A Capela de Maria Madalena, de apenas 27m2, é um exemplo de comunhão com o entorno, com a natureza e, por conseqüência, com o Criador. Um espaço monástico, simples, uma forma geométrica pura, uma cruz colocada do lado de fora, duas paredes de vidro, luz e mais nada. Uma economia de formas e recursos com o máximo de resultado – impossível não se sentir tocado em um espaço como este.


  


Nas fotos de Paul Ott, podemos quase sentir a racionalidade imposta nesta arquitetura, com o intuito de elevar o espírito de quem dela usufrui.

No Brasil, temos um histórico de capelas residenciais – principalmente no interior. Estas geralmente eram espaços de devoção do dono da fazenda, ou da casa, e talvez por isso me sejam tão especiais – são o objeto de devoção pura , desinteressada. 

Aqui, um exemplo máximo desta nova arquitetura : um espaço do jovem e genial Thiago Bernardes (www.bernardesarq.com.br).
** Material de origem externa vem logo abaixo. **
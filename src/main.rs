use clap::Parser;
use std::path::PathBuf;
use tracing::info;
use tracing_subscriber::EnvFilter;

use rankbridge::bridge::Bridge;
use rankbridge::config::Config;

/// Discord <-> Telegram bridge that ranks members by time spent in voice
#[derive(Parser, Debug)]
#[command(name = "rankbridge", version, about)]
struct Args {
    /// TOML configuration file; without it settings come from the environment
    #[arg(short, long)]
    config: Option<PathBuf>,

    /// Log filter used when RUST_LOG is unset
    #[arg(short, long, default_value = "info")]
    log_level: String,
}

#[tokio::main]
async fn main() -> Result<(), Box<dyn std::error::Error>> {
    let args = Args::parse();

    let filter =
        EnvFilter::try_from_default_env().unwrap_or_else(|_| EnvFilter::new(&args.log_level));
    tracing_subscriber::fmt()
        .with_env_filter(filter)
        .with_target(false)
        .with_level(true)
        .init();

    let config = match &args.config {
        Some(path) => {
            let mut config = Config::from_file(path)?;
            config.apply_env(|key| std::env::var(key).ok())?;
            config
        }
        None => Config::from_env()?,
    };

    info!(
        discord_channel = %config.discord.channel_id,
        telegram_chat = config.telegram.chat_id,
        store = %config.ranking.store_path.display(),
        "rankbridge starting"
    );

    let bridge = Bridge::start(config).await?;
    bridge.run().await?;
    Ok(())
}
Tive a honra e o prazer de conhecer e conviver com o pai de Thiago, o fantástico Cláudio Bernardes, que criou uma nova linguagem para a arquitetura brasileira. E seu filho demonstra o talento da família em seus projetos únicos e particulares, criando uma linguagem e discurso muito coerentes com a contemporaneidade. Vejamos esta capela, no Joá – Rio de Janeiro.


 
Localizada no meio da mata, ela interage com seu entorno barroco - típico da mata Atlântica – de maneira instigante e precisa. Em um espaço de 43m2, utiliza a topografia irregular do terreno e situa este espaço junto às copas das árvores ao seu redor – um recurso que parece elevar o freqüentador desta capela a uma altura acima do chão, em belo exercício poético.  
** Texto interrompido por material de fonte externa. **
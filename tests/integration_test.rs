use async_trait::async_trait;
use rankbridge::error::{BridgeError, Result};
use rankbridge::ledger::ReputationLedger;
use rankbridge::media::MediaKind;
use rankbridge::metrics::RelayMetrics;
use rankbridge::platform::{DiscordOutbound, MediaFetcher, PresenceProbe, TelegramOutbound};
use rankbridge::relay::{
    DiscordMessage, RelayConfig, RelayOutcome, RelayPipeline, TelegramMedia, TelegramMessage,
};
use rankbridge::voice::{VoiceSupervisor, VoiceTransition};
use rankbridge::*;
use std::collections::HashMap;
use std::path::{Path, PathBuf};
use std::sync::{Arc, Mutex};
use std::time::Duration;
use tempfile::TempDir;
use tokio_util::sync::CancellationToken;

#[derive(Default)]
struct RecordingDiscord {
    messages: Mutex<Vec<String>>,
    files: Mutex<Vec<(String, String)>>,
}

#[async_trait]
impl DiscordOutbound for RecordingDiscord {
    async fn send_message(&self, _channel_id: &str, text: &str) -> Result<()> {
        self.messages.lock().unwrap().push(text.to_string());
        Ok(())
    }

    async fn send_file(&self, _channel_id: &str, path: &Path, caption: &str) -> Result<()> {
        let body = std::fs::read_to_string(path).map_err(|e| BridgeError::io(path, e))?;
        self.files.lock().unwrap().push((body, caption.to_string()));
        Ok(())
    }
}

#[derive(Default)]
struct RecordingTelegram {
    texts: Mutex<Vec<String>>,
}

#[async_trait]
impl TelegramOutbound for RecordingTelegram {
    async fn send_markdown(&self, _chat_id: i64, text: &str) -> Result<()> {
        self.texts.lock().unwrap().push(text.to_string());
        Ok(())
    }

    async fn send_photo_url(&self, _chat_id: i64, _url: &str, _caption: &str) -> Result<()> {
        Ok(())
    }

    async fn file_url(&self, file_id: &str) -> Result<String> {
        Ok(format!("https://files.test/{file_id}"))
    }
}

struct WritingFetcher;

#[async_trait]
impl MediaFetcher for WritingFetcher {
    async fn download(&self, url: &str, dest: &Path) -> Result<u64> {
        std::fs::write(dest, url).map_err(|e| BridgeError::io(dest, e))?;
        Ok(url.len() as u64)
    }
}

/// Voice presence the test can move people in and out of
#[derive(Default)]
struct ScriptedPresence {
    channels: Mutex<HashMap<String, String>>,
}

impl ScriptedPresence {
    fn join(&self, user: &str, channel: &str) {
        self.channels
            .lock()
            .unwrap()
            .insert(user.to_string(), channel.to_string());
    }

    fn leave(&self, user: &str) {
        self.channels.lock().unwrap().remove(user);
    }
}

#[async_trait]
impl PresenceProbe for ScriptedPresence {
    async fn voice_channel_of(&self, user_id: &str) -> Result<Option<String>> {
        Ok(self.channels.lock().unwrap().get(user_id).cloned())
    }
}

struct World {
    _dir: TempDir,
    store_path: PathBuf,
    ledger: Arc<ReputationLedger>,
    metrics: Arc<RelayMetrics>,
    pipeline: RelayPipeline,
    voice: VoiceSupervisor,
    presence: Arc<ScriptedPresence>,
    discord: Arc<RecordingDiscord>,
    telegram: Arc<RecordingTelegram>,
}

fn world() -> World {
    let dir = tempfile::tempdir().unwrap();
    let admin_file = dir.path().join("admins.json");
    std::fs::write(&admin_file, r#"{"admin_ids": ["900"]}"#).unwrap();
    let store_path = dir.path().join("users.json");

    let ledger = Arc::new(ReputationLedger::with_admin_file(&admin_file).unwrap());
    let metrics = Arc::new(RelayMetrics::new());
    let discord = Arc::new(RecordingDiscord::default());
    let telegram = Arc::new(RecordingTelegram::default());
    let presence = Arc::new(ScriptedPresence::default());

    let pipeline = RelayPipeline::new(
        RelayConfig {
            discord_channel_id: "500".to_string(),
            telegram_chat_id: -1001,
            command_prefix: "!".to_string(),
            media_dir: dir.path().join("content"),
            store_path: store_path.clone(),
        },
        ledger.clone(),
        metrics.clone(),
        discord.clone(),
        telegram.clone(),
        Arc::new(WritingFetcher),
    );
    pipeline.set_discord_identity("1");

    let voice = VoiceSupervisor::new(
        ledger.clone(),
        presence.clone(),
        metrics.clone(),
        Duration::from_secs(30),
        CancellationToken::new(),
    );

    World {
        _dir: dir,
        store_path,
        ledger,
        metrics,
        pipeline,
        voice,
        presence,
        discord,
        telegram,
    }
}

fn discord_says(author: &str, content: &str) -> DiscordMessage {
    DiscordMessage {
        author_id: author.to_string(),
        author_name: format!("user{author}"),
        channel_id: "500".to_string(),
        content: content.to_string(),
        attachments: Vec::new(),
    }
}

async fn settle() {
    for _ in 0..10 {
        tokio::task::yield_now().await;
    }
}

/// Voice time earns points that show up on the leaderboard.
#[tokio::test(start_paused = true)]
async fn test_voice_time_reaches_leaderboard() {
    let w = world();
    w.presence.join("42", "vc");
    w.presence.join("43", "vc");
    assert_eq!(w.voice.on_voice_state("42", Some("vc")), VoiceTransition::Started);
    assert_eq!(w.voice.on_voice_state("43", Some("vc")), VoiceTransition::Started);

    tokio::time::sleep(Duration::from_secs(31)).await;
    settle().await;
    w.presence.leave("43");
    tokio::time::sleep(Duration::from_secs(60)).await;
    settle().await;

    assert_eq!(w.ledger.get_rating("42"), 3);
    assert_eq!(w.ledger.get_rating("43"), 1);
    assert!(!w.voice.is_tracking("43"));

    let outcome = w.pipeline.handle_discord(discord_says("77", "!top5")).await;
    assert_eq!(outcome, RelayOutcome::Command);
    let replies = w.discord.messages.lock().unwrap().clone();
    assert_eq!(replies.len(), 1);
    assert_eq!(replies[0], "Top 2:\n1. <@42> - 3 points\n2. <@43> - 1 points\n");
    assert!(w.telegram.texts.lock().unwrap().is_empty());

    w.voice.shutdown();
}

/// A non-admin cannot change ratings; an admin can, and the change is saved.
#[tokio::test]
async fn test_adjust_requires_admin_and_persists() {
    let w = world();
    w.ledger.adjust_rating("42", 10);

    w.pipeline
        .handle_discord(discord_says("77", "!adjust <@42> -15"))
        .await;
    assert_eq!(w.ledger.get_rating("42"), 10);
    assert_eq!(
        w.discord.messages.lock().unwrap().last().unwrap(),
        "❌ Only admins can adjust ratings."
    );
    assert!(!w.store_path.exists());

    w.pipeline
        .handle_discord(discord_says("900", "!adjust <@!42> -15"))
        .await;
    assert_eq!(w.ledger.get_rating("42"), -5);
    assert!(!w.ledger.is_dirty());

    let reloaded = ReputationLedger::new(Vec::<String>::new());
    assert_eq!(reloaded.load(&w.store_path).unwrap(), 1);
    assert_eq!(reloaded.get_rating("42"), -5);
}

/// Persisted state survives a restart with the same store path.
#[tokio::test]
async fn test_restart_keeps_ratings() {
    let w = world();
    w.ledger.adjust_rating("1", 5);
    w.ledger.adjust_rating("2", 7);
    assert!(bridge::flush_on_shutdown(w.ledger.clone(), w.store_path.clone()).await);

    let restarted = ReputationLedger::new(Vec::<String>::new());
    assert_eq!(restarted.load(&w.store_path).unwrap(), 2);
    let top: Vec<(String, i64)> = restarted
        .top_n(5)
        .into_iter()
        .map(|u| (u.id, u.rating))
        .collect();
    assert_eq!(top, vec![("2".to_string(), 7), ("1".to_string(), 5)]);
}

/// Telegram text and a voice note both land in the Discord channel; the temp
/// file is gone afterwards.
#[tokio::test]
async fn test_telegram_to_discord_round() {
    let w = world();
    let msg = TelegramMessage {
        chat_id: -1001,
        author: Some("anna".to_string()),
        text: Some("hello *there*".to_string()),
        media: vec![TelegramMedia {
            kind: MediaKind::Voice,
            file_id: "f-9".to_string(),
        }],
    };

    let outcome = w.pipeline.handle_telegram(msg).await;
    assert_eq!(outcome, RelayOutcome::Forwarded { sent: 2, failed: 0 });
    assert_eq!(
        w.discord.messages.lock().unwrap().as_slice(),
        ["➤ \n**anna**: hello *there*".to_string()]
    );
    assert_eq!(
        w.discord.files.lock().unwrap().as_slice(),
        [(
            "https://files.test/f-9".to_string(),
            "➤ anna:".to_string()
        )]
    );

    let media_dir = w.pipeline.config().media_dir.clone();
    assert_eq!(std::fs::read_dir(media_dir).unwrap().count(), 0);

    let snapshot = w.metrics.snapshot();
    assert_eq!(snapshot.to_discord, 1);
    assert_eq!(snapshot.media_forwarded, 1);
}

/// Commands and relayed chatter interleave while a voice session is running.
#[tokio::test(start_paused = true)]
async fn test_commands_interleave_with_voice_awards() {
    let w = world();
    w.presence.join("42", "vc");
    w.voice.on_voice_state("42", Some("vc"));

    tokio::time::sleep(Duration::from_secs(31)).await;
    settle().await;

    w.pipeline
        .handle_discord(discord_says("77", "!rating <@42>"))
        .await;
    w.pipeline
        .handle_discord(discord_says("77", "nice one"))
        .await;
    w.pipeline
        .handle_discord(discord_says("900", "!adjust <@42> +10"))
        .await;

    tokio::time::sleep(Duration::from_secs(30)).await;
    settle().await;

    assert_eq!(w.ledger.get_rating("42"), 12);
    let replies = w.discord.messages.lock().unwrap().clone();
    assert_eq!(replies[0], "<@42> has 1 points.");
    assert_eq!(
        replies[1],
        "✅ Rating of <@42> changed by +10 points (now 11)."
    );
    assert_eq!(w.telegram.texts.lock().unwrap().len(), 1);

    w.voice.on_voice_state("42", None);
    settle().await;
    assert_eq!(w.voice.active_sessions(), 0);
}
Como no exemplo anterior, uma forma simples, mais transparente ainda, colocando o homem no centro da natureza, em um espaço dominado por esta. E, por sua transparência, criou um espaço extremamente sujeito às forças da natureza, pois seu interior é nada mais que o resultado do clima exterior.  Novamente um espaço monástico, desprovido de adornos desnecessários, apenas contando com uma arquitetura cirúrgica e uma iluminação sutil e precisa – reforçados nestas fotos pelo talento do grande Tuca Reines, responsável por fotografar grande parte da nova arquitetura brasileira.


 
O recurso da cruz colocada do lado de fora da Capela é mais do que uma jogada de estilo – desta forma, Thiago e sua equipe conseguiram levar a atenção para o céu através de um pano de vidro, reforçando a relação do homem com o Superior, com o etéreo. 

No passado, as igrejas pareciam ser construídas para mostrar a grandeza dos deuses e santos, e salientar como nós, mortais, éramos pequenos perante tanta grandiloqüência e circunstância. Hoje os novos espaços parecem traduzir as palavras bíblicas, que dizem que Deus criou o homem à sua forma e semelhança – e, portanto, igual, nos mostrando que podemos ter o mesmo quociente de divindade. Precisamos apenas de tempo, foco e fé.